(Supplied entries begins)

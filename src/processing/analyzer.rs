//! Main analysis engine running the fixed battery of analyses over one document

use crate::config::Config;
use crate::error::Result;
use crate::output::report::AnalysisReport;
use crate::processing::document::Document;
use crate::processing::entities::{render_entities_html, Entity};
use crate::processing::keywords::KeywordFrequency;
use crate::processing::pipeline::{pos_counts, NlpPipeline, TokenRecord, TokenTable};
use crate::processing::pos_tagger::PosTag;
use crate::processing::sentiment::Sentiment;
use crate::processing::word_stats::WordStats;
use crate::visualization::wordcloud::{WordCloud, WordCloudLayout};
use serde::{Deserialize, Serialize};
use std::time::Instant;

/// Main analysis engine that coordinates all analysis components
pub struct AnalysisEngine {
    pipeline: NlpPipeline,
    wordcloud: WordCloud,
    config: Config,
}

/// Raw results of every analysis, before panels are rendered
#[derive(Debug, Clone, Serialize, Deserialize)]
pub struct AnalysisResults {
    pub token_table: TokenTable,
    pub entities: Vec<Entity>,
    pub entities_html: String,
    pub word_stats: WordStats,
    pub top_keywords: KeywordFrequency,
    pub word_freq: KeywordFrequency,
    pub top_n: usize,
    pub sentiment: Sentiment,
    pub pos_counts: Vec<(PosTag, usize)>,
    #[serde(skip)]
    pub word_cloud: Option<WordCloudLayout>,
    pub processing_time_ms: u64,
}

impl AnalysisEngine {
    pub fn new(config: &Config) -> Result<Self> {
        let pipeline = NlpPipeline::new(&config.analysis.language)?;
        let wordcloud = WordCloud::new(config.wordcloud.clone(), pipeline.stopwords().clone());
        Ok(Self {
            pipeline,
            wordcloud,
            config: config.clone(),
        })
    }

    pub fn pipeline(&self) -> &NlpPipeline {
        &self.pipeline
    }

    /// Analyze a document and lay out every panel
    pub fn run(&self, document: &Document, top_n: Option<usize>) -> Result<AnalysisReport> {
        let results = self.analyze(document, top_n);
        AnalysisReport::from_analysis(document, results)
    }

    pub fn analyze(&self, document: &Document, top_n: Option<usize>) -> AnalysisResults {
        let start_time = Instant::now();
        let text = document.content.as_str();
        let top_n = self.config.clamp_top_n(top_n);
        log::info!("Analyzing {} ({} characters)", document.source, document.metadata.character_count);

        // 1. Token table
        let doc = self.pipeline.analyze(text);
        let token_table = TokenTable {
            rows: doc.tokens.iter().map(TokenRecord::from).collect(),
        };
        log::info!("Tokenized into {} tokens", token_table.len());

        // 2. Entities
        let entities = self.pipeline.entities_of(&doc);
        let entities_html = render_entities_html(text, &entities);
        log::info!("Recognized {} entities", entities.len());

        // 3. Word statistics
        let word_stats = self.pipeline.word_stats(text);

        // 4. Keywords: a fixed-size summary and the user-sized plot
        let processed_text = self.pipeline.remove_stopwords(text);
        let top_keywords = self
            .pipeline
            .get_most_common_tokens(&processed_text, self.config.analysis.keyword_summary_count);
        let word_freq = self.pipeline.get_most_common_tokens(&processed_text, top_n);

        // 5. Sentiment
        let sentiment = self.pipeline.get_sentiments(text);
        log::debug!("{}", sentiment);

        // 6. Chart data
        let pos_counts = pos_counts(&token_table);
        let word_cloud = match self.wordcloud.generate(text) {
            Ok(layout) => Some(layout),
            Err(e) => {
                log::warn!("Word cloud unavailable: {}", e);
                None
            }
        };

        let processing_time_ms = start_time.elapsed().as_millis() as u64;
        log::info!("Analysis completed in {}ms", processing_time_ms);

        AnalysisResults {
            token_table,
            entities,
            entities_html,
            word_stats,
            top_keywords,
            word_freq,
            top_n,
            sentiment,
            pos_counts,
            word_cloud,
            processing_time_ms,
        }
    }
}

#[cfg(test)]
mod tests {
    use super::*;

    fn engine() -> AnalysisEngine {
        AnalysisEngine::new(&Config::default()).unwrap()
    }

    #[test]
    fn test_top_n_is_clamped() {
        let engine = engine();
        let text = "alpha beta gamma delta epsilon zeta eta theta iota kappa lambda mu nu xi omicron pi rho";
        let doc = Document::from_text(text);
        assert_eq!(engine.analyze(&doc, Some(1)).top_n, 5);
        let results = engine.analyze(&doc, Some(50));
        assert_eq!(results.top_n, 15);
        assert!(results.word_freq.len() <= 15);
        assert!(results.top_keywords.len() <= 5);
    }

    #[test]
    fn test_results_are_consistent() {
        let engine = engine();
        let doc = Document::from_text("Google opened an office in Accra. The office is great.");
        let results = engine.analyze(&doc, None);
        assert_eq!(
            results.pos_counts.iter().map(|(_, c)| c).sum::<usize>(),
            results.token_table.len()
        );
        assert!(results.entities.iter().any(|e| e.text == "Google"));
        assert!(results.sentiment.polarity > 0.0);
        assert!(results.word_cloud.is_some());
    }

    #[test]
    fn test_empty_document() {
        let engine = engine();
        let results = engine.analyze(&Document::from_text(""), None);
        assert!(results.token_table.is_empty());
        assert!(results.pos_counts.is_empty());
        assert!(results.word_cloud.is_none());
        assert_eq!(results.sentiment, Sentiment::neutral());
    }

    #[test]
    fn test_nul_characters_are_analyzed() {
        let engine = engine();
        let report = engine.run(&Document::from_text("a\0b and more text"), None).unwrap();
        assert!(!report.token_table.is_empty());
        assert_eq!(report.original_text, "a\0b and more text");
    }
}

(Supplied entries ends)

_Your assignment:_ Nothing in the records may change; write them out again in full.

_Exercise result:_
filename src/processing/analyzer.rs
//! Main analysis engine running the fixed battery of analyses over one document

use crate::config::Config;
use crate::error::Result;
use crate::output::report::AnalysisReport;
use crate::processing::document::Document;
use crate::processing::entities::{render_entities_html, Entity};
use crate::processing::keywords::KeywordFrequency;
use crate::processing::pipeline::{pos_counts, NlpPipeline, TokenRecord, TokenTable};
use crate::processing::pos_tagger::PosTag;
use crate::processing::sentiment::Sentiment;
use crate::processing::word_stats::WordStats;
use crate::visualization::wordcloud::{WordCloud, WordCloudLayout};
use serde::{Deserialize, Serialize};
use std::time::Instant;

/// Main analysis engine that coordinates all analysis components
pub struct AnalysisEngine {
    pipeline: NlpPipeline,
    wordcloud: WordCloud,
    config: Config,
}

/// Raw results of every analysis, before panels are rendered
#[derive(Debug, Clone, Serialize, Deserialize)]
pub struct AnalysisResults {
    pub token_table: TokenTable,
    pub entities: Vec<Entity>,
    pub entities_html: String,
    pub word_stats: WordStats,
    pub top_keywords: KeywordFrequency,
    pub word_freq: KeywordFrequency,
    pub top_n: usize,
    pub sentiment: Sentiment,
    pub pos_counts: Vec<(PosTag, usize)>,
    #[serde(skip)]
    pub word_cloud: Option<WordCloudLayout>,
    pub processing_time_ms: u64,
}

impl AnalysisEngine {
    pub fn new(config: &Config) -> Result<Self> {
        let pipeline = NlpPipeline::new(&config.analysis.language)?;
        let wordcloud = WordCloud::new(config.wordcloud.clone(), pipeline.stopwords().clone());
        Ok(Self {
            pipeline,
            wordcloud,
            config: config.clone(),
        })
    }

    pub fn pipeline(&self) -> &NlpPipeline {
        &self.pipeline
    }

    /// Analyze a document and lay out every panel
    pub fn run(&self, document: &Document, top_n: Option<usize>) -> Result<AnalysisReport> {
        let results = self.analyze(document, top_n);
        AnalysisReport::from_analysis(document, results)
    }

    pub fn analyze(&self, document: &Document, top_n: Option<usize>) -> AnalysisResults {
        let start_time = Instant::now();
        let text = document.content.as_str();
        let top_n = self.config.clamp_top_n(top_n);
        log::info!("Analyzing {} ({} characters)", document.source, document.metadata.character_count);

        // 1. Token table
        let doc = self.pipeline.analyze(text);
        let token_table = TokenTable {
            rows: doc.tokens.iter().map(TokenRecord::from).collect(),
        };
        log::info!("Tokenized into {} tokens", token_table.len());

        // 2. Entities
        let entities = self.pipeline.entities_of(&doc);
        let entities_html = render_entities_html(text, &entities);
        log::info!("Recognized {} entities", entities.len());

        // 3. Word statistics
        let word_stats = self.pipeline.word_stats(text);

        // 4. Keywords: a fixed-size summary and the user-sized plot
        let processed_text = self.pipeline.remove_stopwords(text);
        let top_keywords = self
            .pipeline
            .get_most_common_tokens(&processed_text, self.config.analysis.keyword_summary_count);
        let word_freq = self.pipeline.get_most_common_tokens(&processed_text, top_n);

        // 5. Sentiment
        let sentiment = self.pipeline.get_sentiments(text);
        log::debug!("{}", sentiment);

        // 6. Chart data
        let pos_counts = pos_counts(&token_table);
        let word_cloud = match self.wordcloud.generate(text) {
            Ok(layout) => Some(layout),
            Err(e) => {
                log::warn!("Word cloud unavailable: {}", e);
                None
            }
        };

        let processing_time_ms = start_time.elapsed().as_millis() as u64;
        log::info!("Analysis completed in {}ms", processing_time_ms);

        AnalysisResults {
            token_table,
            entities,
            entities_html,
            word_stats,
            top_keywords,
            word_freq,
            top_n,
            sentiment,
            pos_counts,
            word_cloud,
            processing_time_ms,
        }
    }
}

#[cfg(test)]
mod tests {
    use super::*;

    fn engine() -> AnalysisEngine {
        AnalysisEngine::new(&Config::default()).unwrap()
    }

    #[test]
    fn test_top_n_is_clamped() {
        let engine = engine();
        let text = "alpha beta gamma delta epsilon zeta eta theta iota kappa lambda mu nu xi omicron pi rho";
        let doc = Document::from_text(text);
        assert_eq!(engine.analyze(&doc, Some(1)).top_n, 5);
        let results = engine.analyze(&doc, Some(50));
        assert_eq!(results.top_n, 15);
        assert!(results.word_freq.len() <= 15);
        assert!(results.top_keywords.len() <= 5);
    }

    #[test]
    fn test_results_are_consistent() {
        let engine = engine();
        let doc = Document::from_text("Google opened an office in Accra. The office is great.");
        let results = engine.analyze(&doc, None);
        assert_eq!(
            results.pos_counts.iter().map(|(_, c)| c).sum::<usize>(),
            results.token_table.len()
        );
        assert!(results.entities.iter().any(|e| e.text == "Google"));
        assert!(results.sentiment.polarity > 0.0);
        assert!(results.word_cloud.is_some());
    }

    #[test]
    fn test_empty_document() {
        let engine = engine();
        let results = engine.analyze(&Document::from_text(""), None);
        assert!(results.token_table.is_empty());
        assert!(results.pos_counts.is_empty());
        assert!(results.word_cloud.is_none());
        assert_eq!(results.sentiment, Sentiment::neutral());
    }

    #[test]
    fn test_nul_characters_are_analyzed() {
        let engine = engine();
        let report = engine.run(&Document::from_text("a\0b and more text"), None).unwrap();
        assert!(!report.token_table.is_empty());
        assert_eq!(report.original_text, "a\0b and more text");
    }
}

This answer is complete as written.